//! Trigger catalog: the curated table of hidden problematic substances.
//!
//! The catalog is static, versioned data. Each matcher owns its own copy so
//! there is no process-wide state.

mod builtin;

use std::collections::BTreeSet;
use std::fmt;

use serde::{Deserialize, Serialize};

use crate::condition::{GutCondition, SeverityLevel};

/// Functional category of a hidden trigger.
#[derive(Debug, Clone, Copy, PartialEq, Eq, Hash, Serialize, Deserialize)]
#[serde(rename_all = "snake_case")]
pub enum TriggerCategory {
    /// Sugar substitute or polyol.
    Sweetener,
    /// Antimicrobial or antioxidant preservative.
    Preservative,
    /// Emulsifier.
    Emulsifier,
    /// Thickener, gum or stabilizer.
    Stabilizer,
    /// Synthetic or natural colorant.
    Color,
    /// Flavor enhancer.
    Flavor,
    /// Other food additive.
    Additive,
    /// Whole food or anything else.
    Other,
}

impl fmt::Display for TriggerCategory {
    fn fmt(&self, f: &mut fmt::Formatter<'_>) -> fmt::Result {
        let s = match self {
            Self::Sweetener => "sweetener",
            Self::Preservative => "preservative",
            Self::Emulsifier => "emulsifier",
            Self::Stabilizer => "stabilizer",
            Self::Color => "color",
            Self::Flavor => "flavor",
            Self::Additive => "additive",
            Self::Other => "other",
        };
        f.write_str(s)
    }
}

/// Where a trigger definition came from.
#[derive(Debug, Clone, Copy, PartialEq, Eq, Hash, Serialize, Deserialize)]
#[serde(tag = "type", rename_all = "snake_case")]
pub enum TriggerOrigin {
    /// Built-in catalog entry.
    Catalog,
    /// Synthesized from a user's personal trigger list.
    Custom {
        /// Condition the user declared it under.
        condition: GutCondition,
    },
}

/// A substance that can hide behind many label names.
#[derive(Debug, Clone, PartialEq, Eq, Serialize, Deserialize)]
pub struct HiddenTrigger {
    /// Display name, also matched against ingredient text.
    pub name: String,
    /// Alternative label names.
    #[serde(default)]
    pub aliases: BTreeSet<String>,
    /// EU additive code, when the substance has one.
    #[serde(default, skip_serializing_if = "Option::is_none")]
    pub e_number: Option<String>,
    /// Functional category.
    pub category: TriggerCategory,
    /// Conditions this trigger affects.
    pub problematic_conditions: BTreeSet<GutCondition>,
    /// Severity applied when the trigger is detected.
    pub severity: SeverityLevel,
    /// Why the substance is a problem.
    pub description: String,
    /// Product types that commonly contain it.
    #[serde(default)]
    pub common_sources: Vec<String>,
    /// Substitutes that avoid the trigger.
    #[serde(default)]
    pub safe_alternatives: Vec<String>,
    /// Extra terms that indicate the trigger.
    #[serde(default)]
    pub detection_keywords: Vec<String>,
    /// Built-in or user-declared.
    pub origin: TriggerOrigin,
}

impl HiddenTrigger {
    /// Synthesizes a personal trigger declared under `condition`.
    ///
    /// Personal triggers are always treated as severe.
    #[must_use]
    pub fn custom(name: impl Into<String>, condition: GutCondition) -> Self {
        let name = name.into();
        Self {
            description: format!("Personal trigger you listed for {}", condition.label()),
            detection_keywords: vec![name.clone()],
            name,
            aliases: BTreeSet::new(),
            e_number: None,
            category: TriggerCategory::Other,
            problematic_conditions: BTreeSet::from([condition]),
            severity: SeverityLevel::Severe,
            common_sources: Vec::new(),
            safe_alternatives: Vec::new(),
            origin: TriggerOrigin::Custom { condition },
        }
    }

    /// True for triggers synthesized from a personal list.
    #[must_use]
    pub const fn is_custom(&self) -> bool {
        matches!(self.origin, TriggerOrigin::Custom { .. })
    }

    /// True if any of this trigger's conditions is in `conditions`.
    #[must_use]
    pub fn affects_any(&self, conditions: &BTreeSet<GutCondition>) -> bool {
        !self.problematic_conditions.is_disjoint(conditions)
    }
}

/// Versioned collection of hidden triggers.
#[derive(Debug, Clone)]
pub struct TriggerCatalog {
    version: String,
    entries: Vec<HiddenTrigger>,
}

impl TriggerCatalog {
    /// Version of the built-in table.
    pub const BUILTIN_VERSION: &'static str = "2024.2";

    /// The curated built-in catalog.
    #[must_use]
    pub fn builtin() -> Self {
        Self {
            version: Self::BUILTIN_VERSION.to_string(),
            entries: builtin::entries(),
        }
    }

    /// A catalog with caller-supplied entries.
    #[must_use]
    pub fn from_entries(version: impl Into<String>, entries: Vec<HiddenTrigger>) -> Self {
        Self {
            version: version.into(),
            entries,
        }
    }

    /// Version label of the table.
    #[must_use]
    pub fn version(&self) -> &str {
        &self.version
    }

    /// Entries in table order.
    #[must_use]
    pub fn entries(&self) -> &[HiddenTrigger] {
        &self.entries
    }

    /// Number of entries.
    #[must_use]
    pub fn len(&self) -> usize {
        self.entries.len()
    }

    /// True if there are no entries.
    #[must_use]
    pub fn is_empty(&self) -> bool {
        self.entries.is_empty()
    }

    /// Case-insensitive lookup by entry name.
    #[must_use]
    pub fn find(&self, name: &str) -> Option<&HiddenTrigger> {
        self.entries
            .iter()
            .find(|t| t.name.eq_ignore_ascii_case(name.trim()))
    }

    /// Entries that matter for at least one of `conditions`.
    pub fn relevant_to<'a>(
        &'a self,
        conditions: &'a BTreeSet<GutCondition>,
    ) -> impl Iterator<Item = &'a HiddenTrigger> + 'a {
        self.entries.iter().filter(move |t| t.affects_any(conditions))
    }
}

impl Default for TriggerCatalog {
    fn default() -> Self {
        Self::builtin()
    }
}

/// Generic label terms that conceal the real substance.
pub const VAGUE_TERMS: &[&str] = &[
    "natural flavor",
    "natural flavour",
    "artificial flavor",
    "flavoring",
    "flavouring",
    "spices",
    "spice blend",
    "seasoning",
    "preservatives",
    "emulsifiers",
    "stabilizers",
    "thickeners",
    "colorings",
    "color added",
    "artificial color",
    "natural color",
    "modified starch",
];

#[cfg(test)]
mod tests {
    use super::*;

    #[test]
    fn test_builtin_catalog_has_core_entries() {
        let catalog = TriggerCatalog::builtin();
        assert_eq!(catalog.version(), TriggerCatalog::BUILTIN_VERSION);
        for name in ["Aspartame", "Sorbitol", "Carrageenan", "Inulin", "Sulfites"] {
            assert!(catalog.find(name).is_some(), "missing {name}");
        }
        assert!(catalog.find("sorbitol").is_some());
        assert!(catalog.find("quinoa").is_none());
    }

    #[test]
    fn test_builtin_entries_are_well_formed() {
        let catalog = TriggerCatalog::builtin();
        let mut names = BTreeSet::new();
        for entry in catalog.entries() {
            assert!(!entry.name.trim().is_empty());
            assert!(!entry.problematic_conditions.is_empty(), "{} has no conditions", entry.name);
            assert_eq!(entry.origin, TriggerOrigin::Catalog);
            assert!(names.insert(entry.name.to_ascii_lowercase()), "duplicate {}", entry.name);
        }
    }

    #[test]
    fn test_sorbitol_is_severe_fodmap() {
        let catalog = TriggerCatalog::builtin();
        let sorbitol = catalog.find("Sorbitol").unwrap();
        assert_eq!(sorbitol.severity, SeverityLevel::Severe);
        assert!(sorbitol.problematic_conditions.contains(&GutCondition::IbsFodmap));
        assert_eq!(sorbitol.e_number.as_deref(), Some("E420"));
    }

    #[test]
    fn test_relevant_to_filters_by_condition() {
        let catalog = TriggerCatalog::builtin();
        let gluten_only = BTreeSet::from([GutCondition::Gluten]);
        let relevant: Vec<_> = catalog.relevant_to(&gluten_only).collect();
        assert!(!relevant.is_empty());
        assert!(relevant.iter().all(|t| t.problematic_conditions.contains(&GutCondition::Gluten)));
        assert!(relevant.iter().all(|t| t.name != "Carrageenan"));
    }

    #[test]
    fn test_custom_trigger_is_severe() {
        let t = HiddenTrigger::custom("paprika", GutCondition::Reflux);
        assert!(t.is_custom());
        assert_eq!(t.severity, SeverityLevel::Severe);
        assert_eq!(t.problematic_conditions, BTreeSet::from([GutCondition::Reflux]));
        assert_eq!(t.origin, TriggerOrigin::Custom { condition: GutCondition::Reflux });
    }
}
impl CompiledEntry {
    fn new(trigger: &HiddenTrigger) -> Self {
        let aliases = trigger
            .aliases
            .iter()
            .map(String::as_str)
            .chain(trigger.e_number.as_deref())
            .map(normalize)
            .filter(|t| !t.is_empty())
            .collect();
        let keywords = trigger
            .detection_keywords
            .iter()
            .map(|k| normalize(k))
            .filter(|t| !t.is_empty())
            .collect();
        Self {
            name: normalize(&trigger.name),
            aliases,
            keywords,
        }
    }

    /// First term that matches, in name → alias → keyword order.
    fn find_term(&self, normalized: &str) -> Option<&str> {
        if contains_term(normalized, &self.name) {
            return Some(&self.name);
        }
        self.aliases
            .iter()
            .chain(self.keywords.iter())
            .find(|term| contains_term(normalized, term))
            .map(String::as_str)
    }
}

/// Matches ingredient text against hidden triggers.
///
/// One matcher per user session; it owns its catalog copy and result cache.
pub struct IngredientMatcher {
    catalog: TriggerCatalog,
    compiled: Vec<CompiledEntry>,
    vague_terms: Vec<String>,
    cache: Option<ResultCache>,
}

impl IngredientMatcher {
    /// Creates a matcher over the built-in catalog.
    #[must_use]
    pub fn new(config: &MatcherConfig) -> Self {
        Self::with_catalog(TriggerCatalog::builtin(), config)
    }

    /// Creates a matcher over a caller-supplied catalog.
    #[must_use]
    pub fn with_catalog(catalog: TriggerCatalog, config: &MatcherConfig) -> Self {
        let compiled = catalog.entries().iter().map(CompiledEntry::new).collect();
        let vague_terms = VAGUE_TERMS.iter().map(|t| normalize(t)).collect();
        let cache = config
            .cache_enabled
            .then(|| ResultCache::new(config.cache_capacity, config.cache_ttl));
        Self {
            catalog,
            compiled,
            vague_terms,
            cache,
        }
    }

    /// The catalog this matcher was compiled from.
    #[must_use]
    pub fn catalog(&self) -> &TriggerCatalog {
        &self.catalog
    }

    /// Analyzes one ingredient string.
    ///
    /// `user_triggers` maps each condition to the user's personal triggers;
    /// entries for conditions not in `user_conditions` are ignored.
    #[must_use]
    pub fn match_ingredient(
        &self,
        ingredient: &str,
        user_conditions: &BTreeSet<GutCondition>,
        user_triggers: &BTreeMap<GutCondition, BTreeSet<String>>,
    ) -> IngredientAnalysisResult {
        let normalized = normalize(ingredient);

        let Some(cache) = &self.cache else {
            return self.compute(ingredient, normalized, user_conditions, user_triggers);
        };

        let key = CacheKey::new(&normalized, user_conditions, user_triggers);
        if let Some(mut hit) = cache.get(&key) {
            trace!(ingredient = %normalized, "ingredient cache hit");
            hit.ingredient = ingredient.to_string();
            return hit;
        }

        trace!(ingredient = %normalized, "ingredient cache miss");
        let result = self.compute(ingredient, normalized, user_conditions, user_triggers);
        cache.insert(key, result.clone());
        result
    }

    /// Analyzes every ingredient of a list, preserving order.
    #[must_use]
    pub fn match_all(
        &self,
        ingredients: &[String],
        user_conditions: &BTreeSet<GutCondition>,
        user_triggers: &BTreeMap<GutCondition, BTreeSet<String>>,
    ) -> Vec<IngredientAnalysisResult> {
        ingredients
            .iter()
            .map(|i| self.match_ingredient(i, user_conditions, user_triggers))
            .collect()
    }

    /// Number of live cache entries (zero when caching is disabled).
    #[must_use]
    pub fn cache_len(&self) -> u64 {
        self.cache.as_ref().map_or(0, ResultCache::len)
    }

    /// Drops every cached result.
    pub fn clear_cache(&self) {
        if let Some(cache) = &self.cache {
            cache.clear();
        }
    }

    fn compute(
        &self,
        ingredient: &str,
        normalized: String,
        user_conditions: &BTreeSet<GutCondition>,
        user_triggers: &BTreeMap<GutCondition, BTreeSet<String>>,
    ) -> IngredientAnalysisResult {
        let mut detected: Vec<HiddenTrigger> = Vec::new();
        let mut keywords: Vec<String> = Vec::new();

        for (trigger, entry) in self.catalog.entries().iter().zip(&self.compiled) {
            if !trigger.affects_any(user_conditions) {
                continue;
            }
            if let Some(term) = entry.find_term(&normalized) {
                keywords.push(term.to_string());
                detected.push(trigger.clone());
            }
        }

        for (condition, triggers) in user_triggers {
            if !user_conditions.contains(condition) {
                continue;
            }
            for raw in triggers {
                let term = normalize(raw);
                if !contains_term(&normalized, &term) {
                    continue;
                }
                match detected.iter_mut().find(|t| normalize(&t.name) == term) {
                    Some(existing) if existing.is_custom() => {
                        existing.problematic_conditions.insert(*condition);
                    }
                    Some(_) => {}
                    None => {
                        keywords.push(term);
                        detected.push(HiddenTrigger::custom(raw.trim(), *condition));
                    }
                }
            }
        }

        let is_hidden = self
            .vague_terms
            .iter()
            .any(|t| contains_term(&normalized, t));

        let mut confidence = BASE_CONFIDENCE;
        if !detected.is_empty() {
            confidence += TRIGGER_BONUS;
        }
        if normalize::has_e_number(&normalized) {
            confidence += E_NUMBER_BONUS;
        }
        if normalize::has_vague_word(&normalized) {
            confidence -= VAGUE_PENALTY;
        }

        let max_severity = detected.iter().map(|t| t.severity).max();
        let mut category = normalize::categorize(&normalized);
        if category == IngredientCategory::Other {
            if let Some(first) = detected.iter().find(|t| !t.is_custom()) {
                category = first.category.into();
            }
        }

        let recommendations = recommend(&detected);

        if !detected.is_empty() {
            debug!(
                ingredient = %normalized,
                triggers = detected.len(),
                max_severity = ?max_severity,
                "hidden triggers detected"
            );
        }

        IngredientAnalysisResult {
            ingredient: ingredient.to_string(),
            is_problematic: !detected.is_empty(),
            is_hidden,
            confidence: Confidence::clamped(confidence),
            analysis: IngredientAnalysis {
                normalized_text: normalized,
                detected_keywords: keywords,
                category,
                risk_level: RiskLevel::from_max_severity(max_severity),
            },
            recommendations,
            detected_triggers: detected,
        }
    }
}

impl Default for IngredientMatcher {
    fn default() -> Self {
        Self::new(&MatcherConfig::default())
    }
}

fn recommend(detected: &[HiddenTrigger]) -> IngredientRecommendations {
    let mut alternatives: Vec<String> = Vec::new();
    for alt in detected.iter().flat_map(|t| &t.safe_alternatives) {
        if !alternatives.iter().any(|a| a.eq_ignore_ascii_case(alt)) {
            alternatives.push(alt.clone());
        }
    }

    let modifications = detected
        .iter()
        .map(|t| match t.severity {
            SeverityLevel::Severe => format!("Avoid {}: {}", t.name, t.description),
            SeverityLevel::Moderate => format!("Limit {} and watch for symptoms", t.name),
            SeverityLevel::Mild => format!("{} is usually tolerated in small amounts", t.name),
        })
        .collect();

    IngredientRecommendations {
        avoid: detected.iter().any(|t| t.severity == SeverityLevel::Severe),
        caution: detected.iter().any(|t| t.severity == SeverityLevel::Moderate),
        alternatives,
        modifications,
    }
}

Work instruction:
Pull together all lines from the data that mention the word "derive".

Problem solution:
#[derive(Debug, Clone, Copy, PartialEq, Eq, Hash, Serialize, Deserialize)]
#[derive(Debug, Clone, Copy, PartialEq, Eq, Hash, Serialize, Deserialize)]
#[derive(Debug, Clone, PartialEq, Eq, Serialize, Deserialize)]
#[derive(Debug, Clone)]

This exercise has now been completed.